(Beginning of Dataset content)

//! Combined summaries and the range analysis pipeline.
//!
//! [`daily_summary`] folds every aggregator into one [`DailySummary`];
//! [`analyze_range`] loads a date range and summarizes it overall and per day.

use std::collections::BTreeMap;
use std::path::Path;

use chrono::{NaiveDate, Utc};
use daylog_core::error::Result;
use daylog_core::models::NormalizedEvent;
use daylog_core::time_utils::parse_date;
use serde::Serialize;
use tracing::debug;

use crate::aggregator::{
    efficiency_stats, energy_stats, focus_stats, mood_distribution, time_by_category,
    time_by_category_percentage, total_minutes, EfficiencyStats, RatingStats,
};
use crate::reader::load_range_dates;

// ── Public types ──────────────────────────────────────────────────────────────

/// Every aggregate for one set of events.
#[derive(Debug, Clone, Default, PartialEq, Serialize)]
pub struct DailySummary {
    pub total_events: usize,
    pub total_minutes: u64,
    pub time_by_category: BTreeMap<String, u64>,
    pub time_percentage: BTreeMap<String, f64>,
    pub mood_distribution: BTreeMap<String, u64>,
    pub efficiency: EfficiencyStats,
    pub focus: RatingStats,
    pub energy: RatingStats,
}

/// The summary of the events filed under one date.
#[derive(Debug, Clone, PartialEq, Serialize)]
pub struct DateSummary {
    pub date: NaiveDate,
    pub summary: DailySummary,
}

/// Metadata produced alongside a [`RangeAnalysis`].
#[derive(Debug, Clone, Serialize)]
pub struct AnalysisMetadata {
    /// ISO-8601 timestamp when this result was generated.
    pub generated_at: String,
    /// Calendar days in the requested range (0 for a reversed range).
    pub days_requested: usize,
    /// Days in the range that had at least one event.
    pub days_with_events: usize,
    pub events_loaded: usize,
    /// Wall-clock seconds spent reading day files.
    pub load_time_seconds: f64,
}

/// The complete output of [`analyze_range`].
#[derive(Debug, Clone, Serialize)]
pub struct RangeAnalysis {
    pub start: NaiveDate,
    pub end: NaiveDate,
    /// Summary over the whole range.
    pub summary: DailySummary,
    /// One entry per day that had events, oldest first.
    pub days: Vec<DateSummary>,
    pub metadata: AnalysisMetadata,
}

// ── Public functions ──────────────────────────────────────────────────────────

/// Summarize `events` with every aggregator.
pub fn daily_summary(events: &[NormalizedEvent]) -> DailySummary {
    DailySummary {
        total_events: events.len(),
        total_minutes: total_minutes(events),
        time_by_category: time_by_category(events),
        time_percentage: time_by_category_percentage(events),
        mood_distribution: mood_distribution(events),
        efficiency: efficiency_stats(events),
        focus: focus_stats(events),
        energy: energy_stats(events),
    }
}

/// Group `events` by their `_date` and summarize each group.
///
/// Returns one entry per date present, sorted by date (ascending).
pub fn summarize_by_date(events: &[NormalizedEvent]) -> Vec<DateSummary> {
    let mut by_date: BTreeMap<NaiveDate, Vec<NormalizedEvent>> = BTreeMap::new();
    for event in events {
        by_date.entry(event.date()).or_default().push(event.clone());
    }

    by_date
        .into_iter()
        .map(|(date, day_events)| DateSummary {
            date,
            summary: daily_summary(&day_events),
        })
        .collect()
}

/// Load `start_date..=end_date` from `data_root` and summarize it.
///
/// Date strings are `YYYY-MM-DD`. Any load error aborts the analysis.
pub fn analyze_range(data_root: &Path, start_date: &str, end_date: &str) -> Result<RangeAnalysis> {
    let start = parse_date(start_date)?;
    let end = parse_date(end_date)?;

    let load_start = std::time::Instant::now();
    let events = load_range_dates(data_root, start, end)?;
    let load_time = load_start.elapsed().as_secs_f64();

    let summary = daily_summary(&events);
    let days = summarize_by_date(&events);

    let days_requested = if start > end {
        0
    } else {
        (end - start).num_days() as usize + 1
    };

    debug!(
        "Analyzed {} events over {} days ({} with events)",
        events.len(),
        days_requested,
        days.len()
    );

    let metadata = AnalysisMetadata {
        generated_at: Utc::now().to_rfc3339(),
        days_requested,
        days_with_events: days.len(),
        events_loaded: events.len(),
        load_time_seconds: load_time,
    };

    Ok(RangeAnalysis {
        start,
        end,
        summary,
        days,
        metadata,
    })
}

// ── Tests ─────────────────────────────────────────────────────────────────────

#[cfg(test)]
mod tests {
    use super::*;
    use crate::reader::{day_file_path, load_range};
    use daylog_core::formatting::format_minutes;
    use daylog_core::settings::Settings;
    use serde_json::json;
    use std::io::Write;
    use tempfile::TempDir;

    fn date(y: i32, m: u32, d: u32) -> NaiveDate {
        NaiveDate::from_ymd_opt(y, m, d).unwrap()
    }

    fn write_day(root: &Path, day: NaiveDate, records: &[serde_json::Value]) {
        let path = day_file_path(root, day);
        std::fs::create_dir_all(path.parent().unwrap()).unwrap();
        let mut file = std::fs::File::create(&path).unwrap();
        for record in records {
            writeln!(file, "{}", record).unwrap();
        }
    }

    /// Day 1: 90 minutes of work. Day 2: 30 minutes of rest.
    fn two_day_store() -> TempDir {
        let dir = TempDir::new().unwrap();
        write_day(
            dir.path(),
            date(2024, 1, 1),
            &[json!({"start": "0900", "end": "1030", "category": "work"})],
        );
        write_day(
            dir.path(),
            date(2024, 1, 2),
            &[json!({"start": "2200", "end": "2230", "category": "rest"})],
        );
        dir
    }

    // ── daily_summary ─────────────────────────────────────────────────────────

    #[test]
    fn test_daily_summary_end_to_end() {
        let dir = two_day_store();
        let events = load_range(dir.path(), "2024-01-01", "2024-01-02").unwrap();
        let summary = daily_summary(&events);

        assert_eq!(summary.total_events, 2);
        assert_eq!(summary.total_minutes, 120);
        assert_eq!(
            summary.time_by_category,
            BTreeMap::from([("rest".to_string(), 30), ("work".to_string(), 90)])
        );
        assert!((summary.time_percentage["work"] - 75.0).abs() < 1e-9);
        assert_eq!(summary.mood_distribution.get("neutral"), Some(&2));
        assert_eq!(summary.efficiency.counts.get("medium"), Some(&2));
        assert_eq!(summary.focus.count, 2);
        assert!((summary.energy.average - 3.0).abs() < 1e-9);
        assert_eq!(format_minutes(summary.total_minutes), "2h");
    }

    #[test]
    fn test_daily_summary_empty() {
        let summary = daily_summary(&[]);
        assert_eq!(summary, DailySummary::default());
        assert!(summary.time_percentage.is_empty());
        assert_eq!(summary.focus.count, 0);
    }

    #[test]
    fn test_daily_summary_serialized_shape() {
        let value = serde_json::to_value(daily_summary(&[])).unwrap();
        let keys: Vec<&str> = value
            .as_object()
            .unwrap()
            .keys()
            .map(String::as_str)
            .collect();
        for key in [
            "total_events",
            "total_minutes",
            "time_by_category",
            "time_percentage",
            "mood_distribution",
            "efficiency",
            "focus",
            "energy",
        ] {
            assert!(keys.contains(&key), "missing key {key}");
        }
        assert_eq!(value["efficiency"], json!({"counts": {}, "percentages": {}}));
    }

    // ── summarize_by_date ─────────────────────────────────────────────────────

    #[test]
    fn test_summarize_by_date_groups_per_day() {
        let dir = two_day_store();
        let events = load_range(dir.path(), "2024-01-01", "2024-01-02").unwrap();
        let days = summarize_by_date(&events);

        assert_eq!(days.len(), 2);
        assert_eq!(days[0].date, date(2024, 1, 1));
        assert_eq!(days[0].summary.total_minutes, 90);
        assert_eq!(days[1].date, date(2024, 1, 2));
        assert_eq!(days[1].summary.time_by_category.get("rest"), Some(&30));
    }

    #[test]
    fn test_summarize_by_date_empty() {
        assert!(summarize_by_date(&[]).is_empty());
    }

    // ── analyze_range ─────────────────────────────────────────────────────────

    #[test]
    fn test_analyze_range_metadata() {
        let dir = two_day_store();
        let analysis = analyze_range(dir.path(), "2023-12-31", "2024-01-03").unwrap();

        assert_eq!(analysis.start, date(2023, 12, 31));
        assert_eq!(analysis.end, date(2024, 1, 3));
        assert_eq!(analysis.summary.total_minutes, 120);
        assert_eq!(analysis.days.len(), 2);
        assert_eq!(analysis.metadata.days_requested, 4);
        assert_eq!(analysis.metadata.days_with_events, 2);
        assert_eq!(analysis.metadata.events_loaded, 2);
    }

    #[test]
    fn test_analyze_range_reversed_is_empty() {
        let dir = two_day_store();
        let analysis = analyze_range(dir.path(), "2024-01-02", "2024-01-01").unwrap();

        assert_eq!(analysis.metadata.days_requested, 0);
        assert_eq!(analysis.summary, DailySummary::default());
        assert!(analysis.days.is_empty());
    }

    #[test]
    fn test_analyze_range_with_settings_root() {
        let dir = two_day_store();
        let settings = Settings {
            data_root: Some(dir.path().to_path_buf()),
            ..Settings::default()
        };

        let analysis = analyze_range(&settings.resolve_data_root(), "2024-01-01", "2024-01-01")
            .unwrap();
        assert_eq!(analysis.summary.time_by_category.get("work"), Some(&90));
        assert_eq!(analysis.metadata.days_requested, 1);
    }

    #[test]
    fn test_analyze_range_invalid_date() {
        let dir = TempDir::new().unwrap();
        let err = analyze_range(dir.path(), "2024-01-01", "2024-13-01").unwrap_err();
        assert!(err.is_format_error());
    }
}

(End of Dataset content)

**Task brief**
Every line containing the string "TempDir" is required; copy each such line from the data.

**Expected output**
    use tempfile::TempDir;
    fn two_day_store() -> TempDir {
        let dir = TempDir::new().unwrap();
        let dir = TempDir::new().unwrap();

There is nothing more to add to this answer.